Most importantly, the Government needs to let market forces do their job. The increase in energy prices acts as a signal to consumers to minimise their use of energy and simultaneously sends a signal to producers to boost the output of energy.

If the help to consumers takes the form of artificially keeping energy prices down, then the signal to economise on energy usage is smothered. More importantly, in our case the signal to producers is cancelled by the Government’s net zero policy, which is preventing the new extraction of North Sea oil and gas.

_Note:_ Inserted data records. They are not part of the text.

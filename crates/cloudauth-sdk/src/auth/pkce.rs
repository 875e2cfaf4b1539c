//! PKCE (Proof Key for Code Exchange) helpers
//!
//! RFC 7636: https://tools.ietf.org/html/rfc7636

use super::types::{AuthError, AuthResult};
use base64::{engine::general_purpose::URL_SAFE_NO_PAD, Engine};
use rand::RngCore;
use sha2::{Digest, Sha256};
use tracing::debug;

/// Smallest accepted verifier entropy, in bytes
pub const MIN_VERIFIER_LENGTH: usize = 43;

/// Largest accepted verifier entropy, in bytes
pub const MAX_VERIFIER_LENGTH: usize = 128;

/// Entropy used by the PKCE flow when none is configured
pub const DEFAULT_VERIFIER_LENGTH: usize = 50;

/// The only challenge method this crate produces
pub const CHALLENGE_METHOD: &str = "S256";

/// Generate a code verifier from `length` random bytes.
///
/// The bytes are base64url encoded without padding, so the returned string
/// is roughly 4/3 of `length` characters long.
pub fn create_code_verifier(length: Option<usize>) -> AuthResult<String> {
    let length = length.ok_or(AuthError::MissingVerifierLength)?;
    if !(MIN_VERIFIER_LENGTH..=MAX_VERIFIER_LENGTH).contains(&length) {
        return Err(AuthError::InvalidVerifierLength(length));
    }

    let mut bytes = vec![0u8; length];
    rand::thread_rng().fill_bytes(&mut bytes);
    let verifier = URL_SAFE_NO_PAD.encode(&bytes);

    debug!("PKCE verifier generated: {} chars", verifier.len());
    Ok(verifier)
}

/// SHA-256 of the verifier, base64url encoded without padding
pub fn create_code_challenge(verifier: &str) -> String {
    let digest = Sha256::digest(verifier.as_bytes());
    URL_SAFE_NO_PAD.encode(digest)
}

/// A verifier together with its derived challenge
#[derive(Clone)]
pub struct PkcePair {
    pub verifier: String,
    pub challenge: String,
}

impl PkcePair {
    /// Generate a fresh pair from `length` random bytes
    pub fn generate(length: usize) -> AuthResult<Self> {
        let verifier = create_code_verifier(Some(length))?;
        let challenge = create_code_challenge(&verifier);
        Ok(Self {
            verifier,
            challenge,
        })
    }

    /// Challenge method to send alongside the challenge
    pub fn method(&self) -> &'static str {
        CHALLENGE_METHOD
    }
}

impl std::fmt::Debug for PkcePair {
    fn fmt(&self, f: &mut std::fmt::Formatter<'_>) -> std::fmt::Result {
        f.debug_struct("PkcePair")
            .field("verifier", &"<redacted>")
            .field("challenge", &self.challenge)
            .finish()
    }
}

#[cfg(test)]
mod tests {
    use super::*;

    #[test]
    fn test_challenge_known_answer() {
        assert_eq!(
            create_code_challenge("a"),
            "ypeBEsobvcr6wjGzmiPcTaeG7_gUfE5yuYB3ha_uSLs"
        );
    }

    #[test]
    fn test_challenge_rfc7636_appendix_b() {
        assert_eq!(
            create_code_challenge("dBjftJeZ4CVP-mB92K27uhbUJU1p1r_wW1gFWFOEjXk"),
            "E9Melhoa2OwvFrEMTJguCHaoeK1t8URWbuGJSstw-cM"
        );
    }

    #[test]
    fn test_challenge_deterministic() {
        let verifier = create_code_verifier(Some(64)).unwrap();
        assert_eq!(
            create_code_challenge(&verifier),
            create_code_challenge(&verifier)
        );
    }

    #[test]
    fn test_verifier_is_url_safe_for_all_lengths() {
        for length in MIN_VERIFIER_LENGTH..=MAX_VERIFIER_LENGTH {
            let verifier = create_code_verifier(Some(length)).unwrap();
            assert!(
                !verifier.contains(['+', '/', '=']),
                "length {length} produced {verifier}"
            );
            assert_eq!(verifier.len(), (length * 4 + 2) / 3);
        }
    }

    #[test]
    fn test_verifier_length_bounds() {
        assert!(matches!(
            create_code_verifier(Some(42)),
            Err(AuthError::InvalidVerifierLength(42))
        ));
        assert!(matches!(
            create_code_verifier(Some(129)),
            Err(AuthError::InvalidVerifierLength(129))
        ));
        assert!(matches!(
            create_code_verifier(None),
            Err(AuthError::MissingVerifierLength)
        ));
        assert!(create_code_verifier(Some(43)).is_ok());
        assert!(create_code_verifier(Some(128)).is_ok());
    }

    #[test]
    fn test_verifiers_are_random() {
        let first = create_code_verifier(Some(DEFAULT_VERIFIER_LENGTH)).unwrap();
        let second = create_code_verifier(Some(DEFAULT_VERIFIER_LENGTH)).unwrap();
        assert_ne!(first, second);
    }

    #[test]
    fn test_pair_generation() {
        let pair = PkcePair::generate(DEFAULT_VERIFIER_LENGTH).unwrap();
        assert_eq!(pair.method(), "S256");
        assert_eq!(pair.challenge, create_code_challenge(&pair.verifier));
        assert!(!format!("{pair:?}").contains(&pair.verifier));
    }
}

The best that governments can do in these circumstances is to manage the economy and their own finances most efficiently. Of course, they should have been doing this anyway, but in these difficult and turbulent times the importance of doing the right thing increases significantly. In the UK’s case, the fundamental error in the Government’s economic policy has been to preside over huge increases in government spending, while passing on a good deal of the burden to employers in the form of higher National Insurance payments.

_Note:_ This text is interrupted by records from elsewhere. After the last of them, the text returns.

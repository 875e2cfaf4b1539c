//! Bearer-authenticated HTTP client for the cloud API
//!
//! Wraps a `reqwest::Client` and an [`AccessTokenProvider`]; every request
//! gets an `Authorization: Bearer` header from the provider, which renews
//! the token transparently when it is about to expire.
//!
//! ```rust,no_run
//! use cloudauth_sdk::{AuthManager, AuthManagerSettings, AuthenticatedClient, ClientCredentialsSettings};
//! use std::sync::Arc;
//!
//! # async fn example() -> cloudauth_sdk::AuthResult<()> {
//! let settings = ClientCredentialsSettings::new(
//!     AuthManagerSettings::new("https://auth.example.com/oauth2", "client-id").with_scope("api"),
//!     "client-secret",
//! );
//! let manager = Arc::new(AuthManager::client_credentials(settings)?);
//! let client = AuthenticatedClient::new("https://api.example.com", manager)?;
//! let projects: serde_json::Value = client.get_json("/projects").await?;
//! # Ok(())
//! # }
//! ```

use crate::auth::{
    manager::AccessTokenProvider,
    types::{AuthError, AuthResult, ServerError},
};
use reqwest::{RequestBuilder, Response};
use serde::{de::DeserializeOwned, Serialize};
use std::sync::Arc;
use std::time::Duration;

/// Default timeout in seconds for API requests
pub const DEFAULT_TIMEOUT_SECS: u64 = 60;

/// HTTP client attaching access tokens to every request
pub struct AuthenticatedClient {
    http_client: reqwest::Client,
    base_url: String,
    token_provider: Arc<dyn AccessTokenProvider>,
}

impl AuthenticatedClient {
    /// Create a client with the default timeout
    pub fn new(
        base_url: impl Into<String>,
        token_provider: Arc<dyn AccessTokenProvider>,
    ) -> AuthResult<Self> {
        Self::with_timeout(
            base_url,
            token_provider,
            Duration::from_secs(DEFAULT_TIMEOUT_SECS),
        )
    }

    /// Create a client with an explicit request timeout
    pub fn with_timeout(
        base_url: impl Into<String>,
        token_provider: Arc<dyn AccessTokenProvider>,
        timeout: Duration,
    ) -> AuthResult<Self> {
        let http_client = reqwest::Client::builder()
            .timeout(timeout)
            .build()
            .map_err(|e| AuthError::ConfigError(format!("Failed to build HTTP client: {e}")))?;

        Ok(Self {
            http_client,
            base_url: base_url.into().trim_end_matches('/').to_string(),
            token_provider,
        })
    }

    /// Attach the current access token to `request`
    pub async fn apply_auth(&self, request: RequestBuilder) -> AuthResult<RequestBuilder> {
        let token = self.token_provider.get_access_token().await?;
        Ok(request.bearer_auth(token))
    }

    /// Authenticated GET, decoding a JSON body
    pub async fn get_json<T: DeserializeOwned>(&self, path: &str) -> AuthResult<T> {
        let request = self.http_client.get(self.url(path));
        let response = self.send(request).await?;
        Self::handle_response(response).await
    }

    /// Authenticated POST with a JSON body, decoding a JSON body
    pub async fn post_json<B: Serialize, T: DeserializeOwned>(
        &self,
        path: &str,
        body: &B,
    ) -> AuthResult<T> {
        let request = self.http_client.post(self.url(path)).json(body);
        let response = self.send(request).await?;
        Self::handle_response(response).await
    }

    /// Authenticated DELETE, ignoring any body
    pub async fn delete(&self, path: &str) -> AuthResult<()> {
        let request = self.http_client.delete(self.url(path));
        let response = self.send(request).await?;
        Self::check_status(response).await.map(|_| ())
    }

    fn url(&self, path: &str) -> String {
        format!("{}/{}", self.base_url, path.trim_start_matches('/'))
    }

    async fn send(&self, request: RequestBuilder) -> AuthResult<Response> {
        let request = self.apply_auth(request).await?;
        request
            .send()
            .await
            .map_err(|e| AuthError::NetworkError(e.to_string()))
    }

    async fn check_status(response: Response) -> AuthResult<Response> {
        let status = response.status();
        if status.is_success() {
            return Ok(response);
        }
        let body = response.text().await.unwrap_or_default();
        Err(AuthError::Server(ServerError::from_payload(
            Some(status.as_u16()),
            &body,
        )))
    }

    async fn handle_response<T: DeserializeOwned>(response: Response) -> AuthResult<T> {
        Self::check_status(response)
            .await?
            .json()
            .await
            .map_err(|e| AuthError::InvalidResponse(format!("Failed to parse response: {e}")))
    }
}
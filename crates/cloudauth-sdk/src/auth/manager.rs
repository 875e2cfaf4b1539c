//! Token lifecycle management
//!
//! An [`AuthManager`] owns one [`AuthContext`] and one flow configuration.
//! `get_access_token` serves the cached token while it is outside the expiry
//! buffer and otherwise runs the flow's acquisition protocol, replacing the
//! whole context on success.
//!
//! Overlapping renewals are collapsed: the renewal runs under a per-manager
//! lock and callers that waited on it re-check the context before starting
//! their own network round trip.

use super::providers;
use super::proxy::{AuthProxy, HttpAuthProxy};
use super::settings::{
    require, AuthManagerSettings, ClientCredentialsSettings, PkceSettings, RefreshSettings,
};
use super::types::{now_millis, AuthContext, AuthResult, EXPIRY_BUFFER_MS};
use async_trait::async_trait;
use std::sync::Arc;
use std::time::Duration;
use tokio::sync::{Mutex, RwLock};
use tracing::{debug, info, warn};

/// Capability exposed to SDK consumers
#[async_trait]
pub trait AccessTokenProvider: Send + Sync {
    /// Valid access token, renewing it when stale
    async fn get_access_token(&self) -> AuthResult<String>;

    /// Whether the cached token is still nominally valid (no buffer)
    async fn is_authenticated(&self) -> bool;
}

/// The flow a manager runs, with its configuration
#[derive(Debug, Clone)]
pub enum Flow {
    Pkce(PkceSettings),
    Refresh(RefreshSettings),
    ClientCredentials(ClientCredentialsSettings),
}

impl Flow {
    /// Flow name for logging
    pub fn name(&self) -> &'static str {
        match self {
            Flow::Pkce(_) => "pkce",
            Flow::Refresh(_) => "refresh",
            Flow::ClientCredentials(_) => "client_credentials",
        }
    }

    /// Settings common to every flow
    pub fn settings(&self) -> &AuthManagerSettings {
        match self {
            Flow::Pkce(s) => &s.common,
            Flow::Refresh(s) => &s.common,
            Flow::ClientCredentials(s) => &s.common,
        }
    }

    /// Check every field the flow needs before touching the network
    fn validate(&self, current: &AuthContext) -> AuthResult<()> {
        match self {
            Flow::Pkce(s) => s.validate(),
            Flow::ClientCredentials(s) => s.validate(),
            Flow::Refresh(s) => {
                s.validate()?;
                require(
                    "refresh_token",
                    providers::refresh::effective_refresh_token(s, current),
                )
            }
        }
    }

    async fn acquire(&self, proxy: &dyn AuthProxy, current: &AuthContext) -> AuthResult<AuthContext> {
        match self {
            Flow::Pkce(s) => providers::pkce::acquire(s, proxy).await,
            Flow::Refresh(s) => providers::refresh::acquire(s, proxy, current).await,
            Flow::ClientCredentials(s) => providers::client_credentials::acquire(s, proxy).await,
        }
    }
}

/// Whether `context` must be renewed at `now_ms` given the buffer
pub fn needs_renewal(context: &AuthContext, now_ms: i64, buffer_ms: i64) -> bool {
    !context.is_fresh_at(now_ms, buffer_ms)
}

/// Obtains, caches and renews access tokens for one flow
pub struct AuthManager {
    flow: Flow,
    proxy: Arc<dyn AuthProxy>,
    context: RwLock<AuthContext>,
    renewal: Mutex<()>,
    expiry_buffer_ms: i64,
}

impl AuthManager {
    /// Manager for the PKCE flow over HTTP
    pub fn pkce(settings: PkceSettings) -> AuthResult<Self> {
        let proxy = HttpAuthProxy::new(&settings.common.host)?;
        Ok(Self::with_proxy(Flow::Pkce(settings), Arc::new(proxy)))
    }

    /// Manager for the refresh token flow over HTTP
    pub fn refresh(settings: RefreshSettings) -> AuthResult<Self> {
        let proxy = HttpAuthProxy::new(&settings.common.host)?;
        Ok(Self::with_proxy(Flow::Refresh(settings), Arc::new(proxy)))
    }

    /// Manager for the client credentials flow over HTTP
    pub fn client_credentials(settings: ClientCredentialsSettings) -> AuthResult<Self> {
        let proxy = HttpAuthProxy::new(&settings.common.host)?;
        Ok(Self::with_proxy(Flow::ClientCredentials(settings), Arc::new(proxy)))
    }

    /// Manager for `flow` using a caller supplied transport
    pub fn with_proxy(flow: Flow, proxy: Arc<dyn AuthProxy>) -> Self {
        debug!("Creating {} auth manager via {} proxy", flow.name(), proxy.name());
        Self {
            flow,
            proxy,
            context: RwLock::new(AuthContext::default()),
            renewal: Mutex::new(()),
            expiry_buffer_ms: EXPIRY_BUFFER_MS,
        }
    }

    /// Override the 30 second renewal margin
    pub fn with_expiry_buffer(mut self, buffer: Duration) -> Self {
        self.expiry_buffer_ms = i64::try_from(buffer.as_millis()).unwrap_or(i64::MAX);
        self
    }

    pub fn flow(&self) -> &Flow {
        &self.flow
    }

    /// Get valid access token (renews when missing or inside the expiry buffer)
    pub async fn get_access_token(&self) -> AuthResult<String> {
        if let Some(token) = self.fresh_token().await {
            debug!("Using cached token");
            return Ok(token);
        }

        let current = self.context.read().await.clone();
        self.flow.validate(&current)?;

        let _renewal = self.renewal.lock().await;

        // A concurrent caller may have renewed while we waited for the lock
        if let Some(token) = self.fresh_token().await {
            debug!("Token renewed by concurrent caller");
            return Ok(token);
        }

        let current = self.context.read().await.clone();
        info!("Access token missing or expiring, running {} flow", self.flow.name());

        let renewed = match self.flow.acquire(self.proxy.as_ref(), &current).await {
            Ok(context) => context,
            Err(e) => {
                warn!("{} flow failed: {}", self.flow.name(), e);
                return Err(e);
            }
        };

        let token = renewed.access_token.clone();
        *self.context.write().await = renewed;
        Ok(token)
    }

    /// Token present and not past its expiration (no buffer applied)
    pub async fn is_authenticated(&self) -> bool {
        self.context.read().await.is_authenticated_at(now_millis())
    }

    /// `Authorization` header value for the current token, renewing if needed
    pub async fn authorization_header(&self) -> AuthResult<String> {
        let token = self.get_access_token().await?;
        let context = self.context.read().await;
        let token_type = if context.token_type.is_empty() {
            "Bearer"
        } else {
            context.token_type.as_str()
        };
        Ok(format!("{token_type} {token}"))
    }

    /// Snapshot of the current context
    pub async fn context(&self) -> AuthContext {
        self.context.read().await.clone()
    }

    /// Seed the context, e.g. from persisted storage
    pub async fn restore_context(&self, context: AuthContext) {
        debug!("Restoring {} auth context", self.flow.name());
        *self.context.write().await = context;
    }

    /// Forget cached tokens locally; nothing is revoked server side
    pub async fn sign_out(&self) {
        info!("Clearing {} auth context", self.flow.name());
        *self.context.write().await = AuthContext::default();
    }

    async fn fresh_token(&self) -> Option<String> {
        let context = self.context.read().await;
        if needs_renewal(&context, now_millis(), self.expiry_buffer_ms) {
            return None;
        }
        Some(context.access_token.clone())
    }
}

impl std::fmt::Debug for AuthManager {
    fn fmt(&self, f: &mut std::fmt::Formatter<'_>) -> std::fmt::Result {
        f.debug_struct("AuthManager")
            .field("flow", &self.flow)
            .field("proxy", &self.proxy.name())
            .field("expiry_buffer_ms", &self.expiry_buffer_ms)
            .finish()
    }
}

#[async_trait]
impl AccessTokenProvider for AuthManager {
    async fn get_access_token(&self) -> AuthResult<String> {
        AuthManager::get_access_token(self).await
    }

    async fn is_authenticated(&self) -> bool {
        AuthManager::is_authenticated(self).await
    }
}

One thing the Government could do to mitigate the consequences of the current energy crisis is to reverse this policy and bring in substantial cuts to government spending. This is not to tighten fiscal policy. Rather, the money saved should be redistributed to the economy.

The best use of it would be a reduction in employers’ NIC, which would reduce their costs and thereby lead to lower prices. It would also encourage firms to retain their workers.

This, too, would make a contribution to staving off the inflation danger. Over and above this, the principle responsibility lies with the Bank of England and its monetary policy.

History provides an illustration of how different responses to the same adverse shock can produce quite different results. In the 1973-74 oil crisis, all the oil-consuming countries of the West – including the UK – suffered an adverse terms of trade shock. They were all made worse off.

But different countries responded differently to the spike in the general price level. In the UK, inflation peaked t almost 25pc. In Germany, by contrast, inflation peaked at just under 8pc.

It has become clear that this UK Labour Government doesn’t really understand or believe in markets. You can see this everywhere, from the wish to control rents in the belief that this will somehow make tenants better off to the recent blaming of price rises on retailers.

This Government cannot avoid the adverse economic shock that higher energy prices imply but it can limit its consequences by letting markets perform their function.

It should abandon at once the headlong pursuit of net zero and allow new production from the North Sea, while cutting government spending and reducing business costs.

We should understand the political forces standing against such action; it is unlikely that the Government will do anything like this. But that doesn’t mean that there is not an alternative course of action available, if only the Government had the insight and the courage to pursue it.